Mercy -- what a wonderful word it is, especially when understood. To be a recipient of mercy is great, but what about us showing mercy to others? How important is that? Part of the well-known beatitudes is the following:

 

Blessed are the merciful, for they will be shown mercy. (Mt 5:7)


We need God’s mercy, even after the point of initial salvation. Mt. 5:7 tells us how to be a recipient. We must be merciful to others to be shown mercy. Being merciful to others has multiple benefits. Hence, this should be one of the many personal goals of all Christians. James taught similarly:

 

Judgment without mercy will be shown to anyone who has not been merciful. Mercy triumphs over judgment! (James 2:13)


Woe to the unmerciful. There will be no mercy for them at the Judgment! That verse should be serious incentive for all those who are God fearing to be merciful. Clearly, at the Judgment, all will NOT be shown mercy! Only those who have been merciful to others will get mercy then. Here is another substantiating proof — Onesiphorus:

 

May the Lord show mercy to the household of Onesiphorus, because he often refreshed me and was not ashamed of my chains. On the contrary, when he was in Rome, he searched hard for me until he found me. May the Lord grant that he will find mercy from the Lord on that day! You know very well in how many ways he helped me in Ephesus. (2 Tim 1:16-18)


It seems that Onesiphorus was, at that point, physically dead. Paul mentioned the mercy Onesiphorus showed him by refreshing him when he was in prison and at Ephesus. Referring to his judgment Paul wrote: May the Lord grant that he will find mercy from the Lord on that day! Stirring.

Show Mercy by Forgiving Others

Some people are in for a painful awakening after their death because they have been deceived during their earthly life. They are not even aware they might not be shown mercy from God at the judgment. One definite way for you to be safeguarded from that is to show mercy to others, that is, to forgive people who have sinned against you. Jesus taught:

 

Shouldn’t you have had mercy on your fellow servant just as I had on you? (Mt 18:33)

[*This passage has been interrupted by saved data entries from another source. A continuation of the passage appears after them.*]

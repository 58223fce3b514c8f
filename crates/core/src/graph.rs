use std::collections::{HashMap, HashSet};
use std::hash::Hash;

use common::types::Edge;

/// Dense index assigned to a vertex when the graph is built.
pub type NodeId = usize;

/// Immutable directed graph in Compressed Sparse Row (CSR) format.
///
/// Vertices are opaque values interned to dense [`NodeId`]s in order of first
/// appearance. Outgoing edges of each node are stored contiguously:
/// - `node_pointers[u]..node_pointers[u+1]` → edges from node `u`
/// - `edge_targets[i]` -> target node of edge `i`
/// - `edge_sources[i]` -> source node of edge `i`
///
/// Parallel edges are collapsed into one adjacency entry, and each node's
/// successors keep the order in which they were first inserted. Weights are
/// not part of the graph; algorithms receive them through a weight function.
#[derive(Debug, Clone)]
pub struct DirectedGraph<V> {
    vertices: Vec<V>,
    ids: HashMap<V, NodeId>,
    node_pointers: Vec<usize>,
    edge_targets: Vec<NodeId>,
    edge_sources: Vec<NodeId>,
    source_count: usize,
}

impl<V> DirectedGraph<V>
where
    V: Clone + Eq + Hash,
{
    /// Builds the graph from a list of `(from, to)` edges.
    ///
    /// Duplicate edges are ignored after their first occurrence. An empty
    /// edge list yields an empty graph.
    pub fn from_edges<I>(edges: I) -> Self
    where
        I: IntoIterator<Item = Edge<V>>,
    {
        let mut vertices = Vec::new();
        let mut ids = HashMap::new();
        let mut seen = HashSet::new();
        let mut unique_edges: Vec<(NodeId, NodeId)> = Vec::new();

        for (from, to) in edges {
            let u = Self::intern(&mut vertices, &mut ids, from);
            let v = Self::intern(&mut vertices, &mut ids, to);
            if seen.insert((u, v)) {
                unique_edges.push((u, v));
            }
        }

        let (node_pointers, edge_targets, edge_sources) =
            Self::build_csr_from_edges(vertices.len(), &unique_edges);

        let source_count = (0..vertices.len())
            .filter(|&u| node_pointers[u + 1] > node_pointers[u])
            .count();

        Self {
            vertices,
            ids,
            node_pointers,
            edge_targets,
            edge_sources,
            source_count,
        }
    }

    fn intern(vertices: &mut Vec<V>, ids: &mut HashMap<V, NodeId>, vertex: V) -> NodeId {
        if let Some(&id) = ids.get(&vertex) {
            return id;
        }
        let id = vertices.len();
        vertices.push(vertex.clone());
        ids.insert(vertex, id);
        id
    }

    /// Two-pass counting construction of the CSR arrays.
    ///
    /// The fill pass walks `edges` in order, so successors of a node appear in
    /// insertion order.
    fn build_csr_from_edges(
        num_nodes: usize,
        edges: &[(NodeId, NodeId)],
    ) -> (Vec<usize>, Vec<NodeId>, Vec<NodeId>) {
        let m = edges.len();
        let mut node_pointers = vec![0; num_nodes + 1];

        for &(u, _) in edges {
            node_pointers[u + 1] += 1;
        }

        for i in 1..=num_nodes {
            node_pointers[i] += node_pointers[i - 1];
        }

        let mut edge_targets = vec![0; m];
        let mut edge_sources = vec![0; m];

        let mut cursor = node_pointers.clone();

        for &(u, v) in edges {
            let pos = cursor[u];
            edge_targets[pos] = v;
            edge_sources[pos] = u;
            cursor[u] += 1;
        }

        (node_pointers, edge_targets, edge_sources)
    }

    /// Returns the id assigned to `vertex`, if it occurs in the graph.
    pub fn node_id(&self, vertex: &V) -> Option<NodeId> {
        self.ids.get(vertex).copied()
    }

    /// Iterates over the distinct successors of `vertex`; empty if the vertex
    /// is unknown.
    pub fn successors<'g>(&'g self, vertex: &V) -> impl Iterator<Item = &'g V> + use<'g, V> {
        let targets: &[NodeId] = match self.node_id(vertex) {
            Some(u) => self.successor_ids(u),
            None => &[],
        };
        targets.iter().map(move |&v| &self.vertices[v])
    }

    /// Returns true if the edge `from -> to` exists.
    pub fn has_edge(&self, from: &V, to: &V) -> bool {
        match (self.node_id(from), self.node_id(to)) {
            (Some(u), Some(v)) => self.has_edge_ids(u, v),
            _ => false,
        }
    }
}

impl<V> DirectedGraph<V> {
    /// Number of distinct vertices, including vertices that only appear as
    /// edge targets.
    pub fn node_count(&self) -> usize {
        self.vertices.len()
    }

    /// Number of vertices that own at least one outgoing edge.
    ///
    /// This is the bound used by the relaxation engine's enqueue counter.
    pub fn source_count(&self) -> usize {
        self.source_count
    }

    /// Number of distinct edges.
    pub fn edge_count(&self) -> usize {
        self.edge_targets.len()
    }

    pub fn is_empty(&self) -> bool {
        self.vertices.is_empty()
    }

    /// Vertices in id order.
    pub fn vertices(&self) -> &[V] {
        &self.vertices
    }

    /// Resolves an id produced by this graph back to its vertex.
    ///
    /// # Panics
    /// Panics if `id` was not produced by this graph.
    pub fn vertex(&self, id: NodeId) -> &V {
        &self.vertices[id]
    }

    /// Successor ids of node `u`, in insertion order.
    pub fn successor_ids(&self, u: NodeId) -> &[NodeId] {
        match (self.node_pointers.get(u), self.node_pointers.get(u + 1)) {
            (Some(&start), Some(&end)) => &self.edge_targets[start..end],
            _ => &[],
        }
    }

    pub fn has_edge_ids(&self, u: NodeId, v: NodeId) -> bool {
        self.successor_ids(u).contains(&v)
    }

    /// Iterates over every distinct edge, grouped by source node.
    pub fn edges(&self) -> impl Iterator<Item = (&V, &V)> + '_ {
        self.edge_sources
            .iter()
            .zip(&self.edge_targets)
            .map(|(&u, &v)| (&self.vertices[u], &self.vertices[v]))
    }
}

Showing that type of mercy is a salvation issue, as the context shows. NOTE: The warning cited in verse 35 was spoken to the disciples:

 

In anger his master turned him over to the jailers to be tortured, until he should pay back all he owed. This is how my heavenly Father will treat each of you unless you forgive your brother from your heart. (Mt 18:34,35)


What a penetrating question Mt. 18:33 is for the unforgiving to ponder. That was spoken to one who would not forgive another who sinned against him, even after he asked for it and he himself received great mercy when he was forgiven of his own great debt (sins).


NOTE: To be unforgiving towards a person who has sinned against you will hurt you much more than the person you are holding that against. Unforgiveness is one of the devil’s most clever and common temptations on the saints designed to damn their souls. For you to keep yourself pure, you will have to walk in forgiveness towards others — being merciful. Such will enable you to find mercy at the judgment.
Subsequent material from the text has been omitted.